Saved entries
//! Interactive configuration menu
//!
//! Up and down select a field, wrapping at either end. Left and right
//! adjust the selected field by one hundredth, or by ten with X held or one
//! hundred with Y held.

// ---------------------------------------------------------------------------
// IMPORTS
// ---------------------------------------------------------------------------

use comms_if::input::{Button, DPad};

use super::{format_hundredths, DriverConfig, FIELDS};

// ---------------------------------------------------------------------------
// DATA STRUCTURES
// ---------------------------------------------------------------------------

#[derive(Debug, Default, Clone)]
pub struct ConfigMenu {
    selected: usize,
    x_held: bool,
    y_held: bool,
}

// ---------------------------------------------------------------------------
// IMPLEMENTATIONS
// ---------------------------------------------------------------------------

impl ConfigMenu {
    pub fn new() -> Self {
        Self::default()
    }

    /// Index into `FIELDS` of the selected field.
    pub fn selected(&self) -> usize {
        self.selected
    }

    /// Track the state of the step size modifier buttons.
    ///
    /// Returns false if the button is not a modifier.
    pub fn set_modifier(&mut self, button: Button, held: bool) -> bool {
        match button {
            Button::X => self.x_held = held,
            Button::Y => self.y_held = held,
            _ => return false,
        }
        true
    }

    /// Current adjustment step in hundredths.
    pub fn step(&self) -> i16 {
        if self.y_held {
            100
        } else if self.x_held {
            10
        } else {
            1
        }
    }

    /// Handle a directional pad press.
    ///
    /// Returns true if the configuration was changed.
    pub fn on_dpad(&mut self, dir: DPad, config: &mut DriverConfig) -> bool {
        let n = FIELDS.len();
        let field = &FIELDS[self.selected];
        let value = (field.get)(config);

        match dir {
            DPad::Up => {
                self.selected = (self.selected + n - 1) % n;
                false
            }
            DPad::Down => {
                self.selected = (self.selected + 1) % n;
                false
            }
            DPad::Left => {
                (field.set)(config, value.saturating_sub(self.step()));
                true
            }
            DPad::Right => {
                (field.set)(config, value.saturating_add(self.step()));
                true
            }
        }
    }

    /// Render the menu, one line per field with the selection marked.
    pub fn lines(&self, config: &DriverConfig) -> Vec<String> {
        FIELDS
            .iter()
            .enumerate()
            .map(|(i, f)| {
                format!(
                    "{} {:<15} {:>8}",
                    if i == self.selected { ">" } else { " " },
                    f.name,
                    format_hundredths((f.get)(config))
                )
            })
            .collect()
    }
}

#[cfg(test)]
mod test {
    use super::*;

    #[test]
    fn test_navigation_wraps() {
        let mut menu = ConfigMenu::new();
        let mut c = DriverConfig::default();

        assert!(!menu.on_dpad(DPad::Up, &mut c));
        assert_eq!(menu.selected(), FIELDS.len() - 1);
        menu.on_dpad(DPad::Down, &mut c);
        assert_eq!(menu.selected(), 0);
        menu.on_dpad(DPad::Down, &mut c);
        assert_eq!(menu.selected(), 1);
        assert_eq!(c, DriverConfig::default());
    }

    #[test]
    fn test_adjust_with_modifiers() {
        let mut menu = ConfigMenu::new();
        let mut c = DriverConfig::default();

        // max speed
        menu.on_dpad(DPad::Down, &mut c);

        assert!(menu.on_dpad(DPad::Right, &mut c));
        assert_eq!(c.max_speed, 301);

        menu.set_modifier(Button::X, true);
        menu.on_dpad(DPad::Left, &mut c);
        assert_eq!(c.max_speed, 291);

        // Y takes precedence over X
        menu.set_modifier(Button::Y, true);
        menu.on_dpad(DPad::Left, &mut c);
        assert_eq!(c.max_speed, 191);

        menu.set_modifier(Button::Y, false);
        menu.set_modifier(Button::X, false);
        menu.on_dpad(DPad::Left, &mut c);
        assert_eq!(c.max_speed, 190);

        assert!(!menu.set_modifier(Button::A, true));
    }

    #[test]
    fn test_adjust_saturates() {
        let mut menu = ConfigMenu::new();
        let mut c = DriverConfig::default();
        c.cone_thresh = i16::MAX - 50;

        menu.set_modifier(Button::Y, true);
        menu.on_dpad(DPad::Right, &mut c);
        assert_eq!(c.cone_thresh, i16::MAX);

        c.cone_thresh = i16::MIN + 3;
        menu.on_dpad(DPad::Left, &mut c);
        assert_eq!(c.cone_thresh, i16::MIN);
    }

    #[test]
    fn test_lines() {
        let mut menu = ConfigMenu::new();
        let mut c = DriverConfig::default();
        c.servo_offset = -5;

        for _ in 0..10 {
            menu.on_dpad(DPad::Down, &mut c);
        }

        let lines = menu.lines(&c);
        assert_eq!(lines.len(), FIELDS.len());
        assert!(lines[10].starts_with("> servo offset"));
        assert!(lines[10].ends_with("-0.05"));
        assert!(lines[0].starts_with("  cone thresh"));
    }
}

■ How to complete this task ■
Word for word, repeat the records above.

■ Solution to this exercise ■
//! Interactive configuration menu
//!
//! Up and down select a field, wrapping at either end. Left and right
//! adjust the selected field by one hundredth, or by ten with X held or one
//! hundred with Y held.

// ---------------------------------------------------------------------------
// IMPORTS
// ---------------------------------------------------------------------------

use comms_if::input::{Button, DPad};

use super::{format_hundredths, DriverConfig, FIELDS};

// ---------------------------------------------------------------------------
// DATA STRUCTURES
// ---------------------------------------------------------------------------

#[derive(Debug, Default, Clone)]
pub struct ConfigMenu {
    selected: usize,
    x_held: bool,
    y_held: bool,
}

// ---------------------------------------------------------------------------
// IMPLEMENTATIONS
// ---------------------------------------------------------------------------

impl ConfigMenu {
    pub fn new() -> Self {
        Self::default()
    }

    /// Index into `FIELDS` of the selected field.
    pub fn selected(&self) -> usize {
        self.selected
    }

    /// Track the state of the step size modifier buttons.
    ///
    /// Returns false if the button is not a modifier.
    pub fn set_modifier(&mut self, button: Button, held: bool) -> bool {
        match button {
            Button::X => self.x_held = held,
            Button::Y => self.y_held = held,
            _ => return false,
        }
        true
    }

    /// Current adjustment step in hundredths.
    pub fn step(&self) -> i16 {
        if self.y_held {
            100
        } else if self.x_held {
            10
        } else {
            1
        }
    }

    /// Handle a directional pad press.
    ///
    /// Returns true if the configuration was changed.
    pub fn on_dpad(&mut self, dir: DPad, config: &mut DriverConfig) -> bool {
        let n = FIELDS.len();
        let field = &FIELDS[self.selected];
        let value = (field.get)(config);

        match dir {
            DPad::Up => {
                self.selected = (self.selected + n - 1) % n;
                false
            }
            DPad::Down => {
                self.selected = (self.selected + 1) % n;
                false
            }
            DPad::Left => {
                (field.set)(config, value.saturating_sub(self.step()));
                true
            }
            DPad::Right => {
                (field.set)(config, value.saturating_add(self.step()));
                true
            }
        }
    }

    /// Render the menu, one line per field with the selection marked.
    pub fn lines(&self, config: &DriverConfig) -> Vec<String> {
        FIELDS
            .iter()
            .enumerate()
            .map(|(i, f)| {
                format!(
                    "{} {:<15} {:>8}",
                    if i == self.selected { ">" } else { " " },
                    f.name,
                    format_hundredths((f.get)(config))
                )
            })
            .collect()
    }
}

#[cfg(test)]
mod test {
    use super::*;

    #[test]
    fn test_navigation_wraps() {
        let mut menu = ConfigMenu::new();
        let mut c = DriverConfig::default();

        assert!(!menu.on_dpad(DPad::Up, &mut c));
        assert_eq!(menu.selected(), FIELDS.len() - 1);
        menu.on_dpad(DPad::Down, &mut c);
        assert_eq!(menu.selected(), 0);
        menu.on_dpad(DPad::Down, &mut c);
        assert_eq!(menu.selected(), 1);
        assert_eq!(c, DriverConfig::default());
    }

    #[test]
    fn test_adjust_with_modifiers() {
        let mut menu = ConfigMenu::new();
        let mut c = DriverConfig::default();

        // max speed
        menu.on_dpad(DPad::Down, &mut c);

        assert!(menu.on_dpad(DPad::Right, &mut c));
        assert_eq!(c.max_speed, 301);

        menu.set_modifier(Button::X, true);
        menu.on_dpad(DPad::Left, &mut c);
        assert_eq!(c.max_speed, 291);

        // Y takes precedence over X
        menu.set_modifier(Button::Y, true);
        menu.on_dpad(DPad::Left, &mut c);
        assert_eq!(c.max_speed, 191);

        menu.set_modifier(Button::Y, false);
        menu.set_modifier(Button::X, false);
        menu.on_dpad(DPad::Left, &mut c);
        assert_eq!(c.max_speed, 190);

        assert!(!menu.set_modifier(Button::A, true));
    }

    #[test]
    fn test_adjust_saturates() {
        let mut menu = ConfigMenu::new();
        let mut c = DriverConfig::default();
        c.cone_thresh = i16::MAX - 50;

        menu.set_modifier(Button::Y, true);
        menu.on_dpad(DPad::Right, &mut c);
        assert_eq!(c.cone_thresh, i16::MAX);

        c.cone_thresh = i16::MIN + 3;
        menu.on_dpad(DPad::Left, &mut c);
        assert_eq!(c.cone_thresh, i16::MIN);
    }

    #[test]
    fn test_lines() {
        let mut menu = ConfigMenu::new();
        let mut c = DriverConfig::default();
        c.servo_offset = -5;

        for _ in 0..10 {
            menu.on_dpad(DPad::Down, &mut c);
        }

        let lines = menu.lines(&c);
        assert_eq!(lines.len(), FIELDS.len());
        assert!(lines[10].starts_with("> servo offset"));
        assert!(lines[10].ends_with("-0.05"));
        assert!(lines[0].starts_with("  cone thresh"));
    }
}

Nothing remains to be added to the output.